I can see that being very true, when I read about Pound’s “Bel Espirit”. A fellow writer to Hemingway and Pound was T.S. Eliot. In the chapter we read for this blog post in the “Additional Sketches” section of A Moveable Feast, I learned that Eliot was working as a banker in order to make sufficient funds to live. This work at the bank didn’t leave him much time to work on his writing. In order to help Eliot out, Pound got a group of writer friends together and started to save money up for Eliot so that he wouldn’t have to work at the bank anymore.
This act of solely wanting to help out a fellow writer and a friend, shows a lot about character. Even Hemingway admits that at times he didn’t necessarily want to put his money into this fund, but I have an idea that he was willing to just because Pound was the one who started it.

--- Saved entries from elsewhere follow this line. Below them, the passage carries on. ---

//! Tree-level operations over the page cache.

use super::node::{InternalPage, LeafPage};
use super::scan::TreeScan;
use super::MAX_HEIGHT;
use crate::disk::DiskManager;
use crate::meta::TreeMeta;
use aion_common::cancel::CancelToken;
use aion_common::key::{EntryLayout, EntryMeta, KeyBuf};
use aion_common::page::{PageHeader, PageId, PageType, PAGE_SIZE};
use aion_common::{AionError, Result};
use aion_buffer::PageCache;
use parking_lot::Mutex;
use std::sync::atomic::{AtomicU32, Ordering};
use std::sync::Arc;

/// One B+ tree: a single index order persisted in its own page file.
///
/// Readers are wait-free with respect to each other: they snapshot the
/// root pointer at scan start and read pages through the shared cache.
/// Structural mutations assume the caller holds the store's single-writer
/// lock; the tree itself only guards its metadata bookkeeping.
pub struct BTree {
    /// File this tree lives in.
    file_id: u32,
    /// Fixed entry layout, validated against the metadata block on open.
    layout: EntryLayout,
    /// Shared disk manager.
    disk: Arc<DiskManager>,
    /// Shared page cache.
    cache: Arc<PageCache>,
    /// Working metadata; persisted by `write_meta` at commit.
    meta: Mutex<TreeMeta>,
    /// Root snapshot for readers.
    root_page: AtomicU32,
}
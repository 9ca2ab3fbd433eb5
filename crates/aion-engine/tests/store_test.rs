//! End-to-end store scenarios: insert/query round trips, index
//! agreement, bulk range scans, durability across reopen.

use aion_common::config::{CacheConfig, StoreOptions};
use aion_common::term::Quad;
use aion_engine::expr::{CmpOp, Expr};
use aion_engine::operators::bgp::execute_bgp;
use aion_engine::operators::collect_solutions;
use aion_engine::operators::filter::FilterIter;
use aion_engine::solution::{Solution, VarRegistry};
use aion_engine::store::Store;
use aion_engine::CancelToken;
use tempfile::tempdir;

fn triple_store(dir: &std::path::Path) -> Store {
    Store::open(
        dir,
        StoreOptions {
            temporal: false,
            named_graphs: true,
            cache: CacheConfig { num_frames: 256 },
            writer_lock_timeout_ms: 1_000,
            fsync_enabled: true,
        },
    )
    .unwrap()
}

fn all_quads(store: &Store) -> Vec<Quad> {
    let mut vars = VarRegistry::new();
    let pattern = store.pattern(Some("?s"), Some("?p"), Some("?o"), None, &mut vars);
    let mut iter = store
        .match_pattern(&pattern, None, CancelToken::new())
        .unwrap();
    let mut out = Vec::new();
    while iter.advance().unwrap() {
        out.push(iter.current());
    }
    out
}

#[test]
fn test_insert_then_query_single_pattern() {
    let dir = tempdir().unwrap();
    let store = triple_store(dir.path());

    assert!(store.insert_triple("<a>", "<p>", "<b>", None).unwrap());

    // Query (?, <p>, ?) yields one solution binding ?s=<a>, ?o=<b>.
    let mut vars = VarRegistry::new();
    let pattern = store.pattern(Some("?s"), Some("<p>"), Some("?o"), None, &mut vars);
    let width = vars.width();

    let mut iter = execute_bgp(
        &store,
        &[pattern],
        None,
        Solution::new(width),
        CancelToken::new(),
    )
    .unwrap();
    let solutions = collect_solutions(&mut iter).unwrap();

    assert_eq!(solutions.len(), 1);
    let s = solutions[0].get(vars.lookup("?s").unwrap()).unwrap();
    let o = solutions[0].get(vars.lookup("?o").unwrap()).unwrap();
    assert_eq!(store.resolve_atom(s).unwrap(), "<a>");
    assert_eq!(store.resolve_atom(o).unwrap(), "<b>");
}

#[test]
fn test_duplicate_insert_leaves_count_unchanged() {
    let dir = tempdir().unwrap();
    let store = triple_store(dir.path());

    assert!(store.insert_triple("<a>", "<p>", "<b>", None).unwrap());
    assert!(!store.insert_triple("<a>", "<p>", "<b>", None).unwrap());
    assert!(!store.insert_triple("<a>", "<p>", "<b>", None).unwrap());

    assert_eq!(store.statistics().triples, 1);
}

#[test]
fn test_every_index_agrees_on_bound_patterns() {
    let dir = tempdir().unwrap();
    let store = triple_store(dir.path());

    store.insert_triple("<s>", "<p>", "<o>", None).unwrap();

    // Each bound-position combination routes to a different index; all
    // must return the triple.
    let cases: [(Option<&str>, Option<&str>, Option<&str>); 7] = [
        (Some("<s>"), Some("<p>"), Some("<o>")),
        (Some("<s>"), Some("<p>"), None),
        (Some("<s>"), None, Some("<o>")),
        (None, Some("<p>"), Some("<o>")),
        (Some("<s>"), None, None),
        (None, Some("<p>"), None),
        (None, None, Some("<o>")),
    ];
    for (s, p, o) in cases {
        let mut vars = VarRegistry::new();
        let pattern = store.pattern(s, p, o, None, &mut vars);
        let mut iter = store
            .match_pattern(&pattern, None, CancelToken::new())
            .unwrap();
        assert!(iter.advance().unwrap(), "no match for {:?}", (s, p, o));
        let quad = iter.current();
        assert_eq!(store.resolve_atom(quad.subject).unwrap(), "<s>");
        assert!(!iter.advance().unwrap());
    }
}

#[test]
fn test_insert_then_delete_leaves_store_empty_of_triple() {
    let dir = tempdir().unwrap();
    let store = triple_store(dir.path());

    store.insert_triple("<a>", "<p>", "<b>", None).unwrap();
    store.insert_triple("<a>", "<p>", "<c>", None).unwrap();

    assert!(store.delete_triple("<a>", "<p>", "<b>", None).unwrap());
    assert!(!store.delete_triple("<a>", "<p>", "<b>", None).unwrap());

    let quads = all_quads(&store);
    assert_eq!(quads.len(), 1);
    assert_eq!(store.resolve_atom(quads[0].object).unwrap(), "<c>");
    assert_eq!(store.statistics().triples, 1);
}

#[test]
fn test_thousand_triples_range_query() {
    let dir = tempdir().unwrap();
    let store = triple_store(dir.path());

    for i in 0..1_000 {
        let subject = format!("<s_{:03}>", i);
        let object = format!("<o_{:03}>", i);
        store
            .insert_triple(&subject, "<p>", &object, None)
            .unwrap();
    }
    assert_eq!(store.statistics().triples, 1_000);

    // Subjects between <s_100> and <s_200> inclusive: exactly 101, in
    // ascending subject order.
    let mut vars = VarRegistry::new();
    let pattern = store.pattern(Some("?s"), Some("<p>"), Some("?o"), None, &mut vars);
    let s_var = vars.lookup("?s").unwrap();
    let width = vars.width();

    let low = store.atom_of("<s_100>").unwrap();
    let high = store.atom_of("<s_200>").unwrap();
    let range = Expr::And(
        Box::new(Expr::Cmp(
            CmpOp::Ge,
            Box::new(Expr::Var(s_var)),
            Box::new(Expr::Const(low)),
        )),
        Box::new(Expr::Cmp(
            CmpOp::Le,
            Box::new(Expr::Var(s_var)),
            Box::new(Expr::Const(high)),
        )),
    );

    let scan = execute_bgp(
        &store,
        &[pattern],
        None,
        Solution::new(width),
        CancelToken::new(),
    )
    .unwrap();
    let mut filtered = FilterIter::new(&store, scan, range);
    let solutions = collect_solutions(&mut filtered).unwrap();

    assert_eq!(solutions.len(), 101);
    let subjects: Vec<String> = solutions
        .iter()
        .map(|sol| store.resolve_atom(sol.get(s_var).unwrap()).unwrap())
        .collect();
    let mut sorted = subjects.clone();
    sorted.sort();
    assert_eq!(subjects, sorted, "results not in ascending subject order");
    assert_eq!(subjects.first().unwrap(), "<s_100>");
    assert_eq!(subjects.last().unwrap(), "<s_200>");
}

#[test]
fn test_named_graphs_partition_and_union() {
    let dir = tempdir().unwrap();
    let store = triple_store(dir.path());

    store
        .insert_triple("<a>", "<p>", "<b>", Some("<g1>"))
        .unwrap();
    store
        .insert_triple("<a>", "<p>", "<c>", Some("<g2>"))
        .unwrap();
    store.insert_triple("<a>", "<p>", "<d>", None).unwrap();

    // Graph filter restricts; no filter unions across all graphs.
    let mut vars = VarRegistry::new();
    let in_g1 = store.pattern(Some("<a>"), Some("<p>"), Some("?o"), Some("<g1>"), &mut vars);
    let mut iter = store.match_pattern(&in_g1, None, CancelToken::new()).unwrap();
    assert!(iter.advance().unwrap());
    assert_eq!(store.resolve_atom(iter.current().object).unwrap(), "<b>");
    assert!(!iter.advance().unwrap());

    assert_eq!(all_quads(&store).len(), 3);
}

#[test]
fn test_unknown_term_matches_nothing() {
    let dir = tempdir().unwrap();
    let store = triple_store(dir.path());
    store.insert_triple("<a>", "<p>", "<b>", None).unwrap();

    let mut vars = VarRegistry::new();
    let pattern = store.pattern(Some("<never-seen>"), None, None, None, &mut vars);
    let mut iter = store
        .match_pattern(&pattern, None, CancelToken::new())
        .unwrap();
    assert!(!iter.advance().unwrap());
}

#[test]
fn test_durability_across_reopen() {
    let dir = tempdir().unwrap();

    {
        let store = triple_store(dir.path());
        for i in 0..500 {
            store
                .insert_triple(&format!("<s{}>", i), "<p>", &format!("<o{}>", i), None)
                .unwrap();
        }
        store.close().unwrap();
    }

    let store = triple_store(dir.path());
    assert_eq!(store.statistics().triples, 500);

    let mut vars = VarRegistry::new();
    let pattern = store.pattern(Some("<s250>"), Some("<p>"), Some("?o"), None, &mut vars);
    let mut iter = store
        .match_pattern(&pattern, None, CancelToken::new())
        .unwrap();
    assert!(iter.advance().unwrap());
    assert_eq!(store.resolve_atom(iter.current().object).unwrap(), "<o250>");
}

#[test]
fn test_committed_insert_survives_abrupt_termination() {
    let dir = tempdir().unwrap();

    {
        let store = triple_store(dir.path());
        // insert_triple returning success means the metadata fence
        // completed; leaking the store skips every shutdown path.
        assert!(store.insert_triple("<t>", "<p>", "<v>", None).unwrap());
        std::mem::forget(store);
    }

    let store = triple_store(dir.path());
    assert_eq!(store.statistics().triples, 1);

    // The leaf chain is intact: a full scan still works.
    let quads = all_quads(&store);
    assert_eq!(quads.len(), 1);
    assert_eq!(store.resolve_atom(quads[0].subject).unwrap(), "<t>");
}

#[test]
fn test_statistics_shape() {
    let dir = tempdir().unwrap();
    let store = triple_store(dir.path());

    store.insert_triple("<a>", "<p>", "<b>", None).unwrap();
    let stats = store.statistics();

    assert_eq!(stats.triples, 1);
    // default graph + three terms
    assert_eq!(stats.atoms, 4);
    assert!(stats.bytes > 0);
    assert!(stats.cache.used_frames > 0);
}

#[test]
fn test_cancellation_is_terminal() {
    let dir = tempdir().unwrap();
    let store = triple_store(dir.path());
    for i in 0..100 {
        store
            .insert_triple(&format!("<s{}>", i), "<p>", "<o>", None)
            .unwrap();
    }

    let mut vars = VarRegistry::new();
    let pattern = store.pattern(Some("?s"), Some("<p>"), None, None, &mut vars);
    let cancel = CancelToken::new();
    let mut iter = store.match_pattern(&pattern, None, cancel.clone()).unwrap();

    assert!(iter.advance().unwrap());
    cancel.cancel();
    let err = iter.advance().unwrap_err();
    assert_eq!(err.kind(), aion_engine::ErrorKind::Cancelled);
}

#[test]
fn test_graph_argument_rejected_without_named_graphs() {
    let dir = tempdir().unwrap();
    let store = Store::open(
        dir.path(),
        StoreOptions {
            temporal: false,
            named_graphs: false,
            ..StoreOptions::triple_store()
        },
    )
    .unwrap();

    store.insert_triple("<a>", "<p>", "<b>", None).unwrap();
    let err = store
        .insert_triple("<a>", "<p>", "<b>", Some("<g>"))
        .unwrap_err();
    assert_eq!(err.kind(), aion_engine::ErrorKind::InvalidInput);
}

When Hemingway spoke about Ernest Walsh, a poet who Pound was friends with, it was just another instance in which it became clear to me how much Hemingway truly cared about Pound. You see, Walsh was a conman, and was insistent on conning writers into being a part of his new magazine by promising them an award. He promised both Hemingway and Joyce the same award, and they kept this a secret from Pound. From what I gather, their reasoning behind this secret was to protect Pound from thinking his friend Walsh wasn’t actually as great and kind as he thought.
I don’t know if I’m making up too much in my head regarding Hemingway’s relationship with Pound, but this just seems to make the most sense to me.
As I mentioned earlier, I think it’s common for people to love personality traits that we don’t actually have. It’s clear to me that Hemingway wasn’t as blatantly kind and giving as Pound was. Doesn’t make him any lesser or more than Pound, just different.
As A Moveable Feast comes to an end, I have a bittersweet feeling. This wasn’t the first time I read Hemingway’s memoir, however, it was the first time I read it so deeply and closely. I feel as though I was able to really get up in Hemingway’s head, into his thoughts. I feel like reading it now, 4 years later, 4 years older and 4 years wiser, I can actually compare and contrast my own thoughts/feelings with those of Hemingway.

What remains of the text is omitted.